An incredible fan-made poster for Oppenheimer captures its eponymous character’s internal conflicts perfectly. The recent Christopher Nolan biopic of scientist and father of the atomic bomb J. Robert Oppenheimer has become one of the biggest movie events of the year, shattering box office expectations and gaining nearly universal acclaim from critics and audiences alike. The film, nearing $800 million at the worldwide box office, is now one of the highest grossing R-rated films of all time and potentially is on track to become the highest-grossing biopic ever made.

Artist BossLogic shared a poster he made for Oppenheimer on Twitter with the caption, “Oppenheimer poster I started months ago decided to finish it now, I liked the idea of the X-ray and the brain.” The art can be seen below:

The literally mind-blowing art depicts an X-ray of Oppenheimer’s head, which dons his iconic porkpie hat and cigarette combination, while his brain resembles a nuclear explosion.


The Duality Of Oppenheimer

Cillian Murphy in disbelief in Oppenheimer.

Beyond the beautiful and bright art style, the poster symbolizes much more about the titular Oppenheimer, brilliantly portrayed in the movie by Cillian Murphy. Nolan depicts Oppenheimer as a conflicted genius capable of extraordinary scientific achievement. However, despite the incredible technical component of the physicist’s main achievement, he has created a device that can end human civilization in its current form. Oppenheimer’s sympathies to the vicious repression of Jewish people and leftists in Nazi Germany were part of his justification for signing onto the Manhattan Project, but he spends the final hour of the movie tortured by his own creation.

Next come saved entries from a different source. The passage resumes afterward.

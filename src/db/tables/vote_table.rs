//! Vote table operations

use sqlx::{FromRow, SqliteConnection};
use super::{first_row, single_row};

use crate::error::{Error, Result};
use crate::models::{Vote, VoteDirection, VoteTarget};

/// Database row for vote table
#[derive(Debug, FromRow)]
struct VoteRow {
    id: i64,
    user_id: i64,
    queue_entry_id: Option<i64>,
    history_entry_id: Option<i64>,
    direction: i64,
}

impl VoteRow {
    fn into_vote(self) -> Option<Vote> {
        // the CHECK constraint keeps both of these valid
        let target = VoteTarget::from_columns(self.queue_entry_id, self.history_entry_id)?;
        let direction = VoteDirection::try_from(self.direction).ok()?;

        Some(Vote {
            id: self.id,
            user_id: self.user_id,
            target,
            direction,
        })
    }
}

/// Vote table operations
pub struct VoteTable;

impl VoteTable {
    /// Insert a vote, or update the direction of the existing vote by the
    /// same user on the same target
    pub async fn upsert(
        conn: &mut SqliteConnection,
        user_id: i64,
        target: VoteTarget,
        direction: VoteDirection,
    ) -> Result<Vote> {
        let sql = match target {
            VoteTarget::Queue(_) => {
                r#"
                INSERT INTO vote (user_id, queue_entry_id, history_entry_id, direction)
                VALUES (?, ?, ?, ?)
                ON CONFLICT (user_id, queue_entry_id) DO UPDATE SET direction = excluded.direction
                RETURNING *
                "#
            }
            VoteTarget::History(_) => {
                r#"
                INSERT INTO vote (user_id, queue_entry_id, history_entry_id, direction)
                VALUES (?, ?, ?, ?)
                ON CONFLICT (user_id, history_entry_id) DO UPDATE SET direction = excluded.direction
                RETURNING *
                "#
            }
        };
        let (queue_entry_id, history_entry_id) = target.columns();

        let row: VoteRow = sqlx::query_as(sql)
            .bind(user_id)
            .bind(queue_entry_id)
            .bind(history_entry_id)
            .bind(direction.value())
            .fetch_all(&mut *conn)
            .await
            .and_then(single_row)
            .map_err(|e| Error::from_write(e, "vote on", target.to_string()))?;

        row.into_vote()
            .ok_or_else(|| Error::ReferentialIntegrity(format!("malformed vote on {}", target)))
    }

    /// Get one user's vote on a target
    pub async fn get(
        conn: &mut SqliteConnection,
        user_id: i64,
        target: VoteTarget,
    ) -> Result<Option<Vote>> {
        let row: Option<VoteRow> = match target {
            VoteTarget::Queue(id) => {
                sqlx::query_as("SELECT * FROM vote WHERE user_id = ? AND queue_entry_id = ?")
                    .bind(user_id)
                    .bind(id)
                    .fetch_all(&mut *conn)
                    .await
                    .map(first_row)?
            }
            VoteTarget::History(id) => {
                sqlx::query_as("SELECT * FROM vote WHERE user_id = ? AND history_entry_id = ?")
                    .bind(user_id)
                    .bind(id)
                    .fetch_all(&mut *conn)
                    .await
                    .map(first_row)?
            }
        };

        Ok(row.and_then(|r| r.into_vote()))
    }

    /// All votes on a target, oldest first
    pub async fn for_target(conn: &mut SqliteConnection, target: VoteTarget) -> Result<Vec<Vote>> {
        let rows: Vec<VoteRow> = match target {
            VoteTarget::Queue(id) => {
                sqlx::query_as("SELECT * FROM vote WHERE queue_entry_id = ? ORDER BY id")
                    .bind(id)
                    .fetch_all(&mut *conn)
                    .await?
            }
            VoteTarget::History(id) => {
                sqlx::query_as("SELECT * FROM vote WHERE history_entry_id = ? ORDER BY id")
                    .bind(id)
                    .fetch_all(&mut *conn)
                    .await?
            }
        };

        Ok(rows.into_iter().filter_map(|r| r.into_vote()).collect())
    }

    /// Sum of vote directions on a target
    pub async fn tally(conn: &mut SqliteConnection, target: VoteTarget) -> Result<i64> {
        let row: (i64,) = match target {
            VoteTarget::Queue(id) => {
                sqlx::query_as("SELECT COALESCE(SUM(direction), 0) FROM vote WHERE queue_entry_id = ?")
                    .bind(id)
                    .fetch_all(&mut *conn)
                    .await
                    .and_then(single_row)?
            }
            VoteTarget::History(id) => {
                sqlx::query_as(
                    "SELECT COALESCE(SUM(direction), 0) FROM vote WHERE history_entry_id = ?",
                )
                .bind(id)
                .fetch_all(&mut *conn)
                .await
                .and_then(single_row)?
            }
        };

        Ok(row.0)
    }

    /// Move every vote on a queue entry over to a history entry
    pub async fn retarget_to_history(
        conn: &mut SqliteConnection,
        queue_entry_id: i64,
        history_entry_id: i64,
    ) -> Result<u64> {
        let result = sqlx::query(
            "UPDATE vote SET queue_entry_id = NULL, history_entry_id = ? WHERE queue_entry_id = ?",
        )
        .bind(history_entry_id)
        .bind(queue_entry_id)
        .execute(&mut *conn)
        .await
        .map_err(|e| Error::from_write(e, "votes on queue entry", queue_entry_id.to_string()))?;

        Ok(result.rows_affected())
    }

    /// Get vote count
    pub async fn count(conn: &mut SqliteConnection) -> Result<i64> {
        let row: (i64,) = sqlx::query_as("SELECT COUNT(*) FROM vote")
            .fetch_all(&mut *conn)
            .await
            .and_then(single_row)?;

        Ok(row.0)
    }
}
//! Date and time utilities

use chrono::{DateTime, Local, TimeZone, Utc};

/// Current Unix timestamp
pub fn now_timestamp() -> i64 {
    Utc::now().timestamp()
}

/// Format a timestamp in local time the way `ctime(3)` does,
/// e.g. "Mon Oct  5 14:03:09 2026"
pub fn format_ctime(timestamp: i64) -> String {
    let dt = Local
        .timestamp_opt(timestamp, 0)
        .single()
        .unwrap_or_else(Local::now);
    format_ctime_in(&dt)
}

fn format_ctime_in<Tz: TimeZone>(dt: &DateTime<Tz>) -> String
where
    Tz::Offset: std::fmt::Display,
{
    dt.format("%a %b %e %H:%M:%S %Y").to_string()
}

/// Convert timestamp to relative time string (e.g., "2 hours ago")
pub fn timestamp_to_relative(timestamp: i64) -> String {
    let dt = DateTime::from_timestamp(timestamp, 0).unwrap_or_else(Utc::now);
    chrono_humanize::HumanTime::from(dt).to_string()
}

Early in the film, when Florence Pugh’s Jean Tatlock asks Oppenheimer why he has not officially joined the Communist Party, he says he likes to have “wiggle room,” showing his hesitancy to truly commit to one way of thinking. He stays that way, unable to commit himself to anything. From his relationships to women to his views on the atomic bomb and international arms control, Oppenheimer refuses to take a stand. In this, Nolan shows the true danger of an unprincipled and uncommitted person in the face of evil, militaristic forces trying to manipulate them. The poster brilliantly depicts the ambiguity and dichotomy central to Oppenheimer.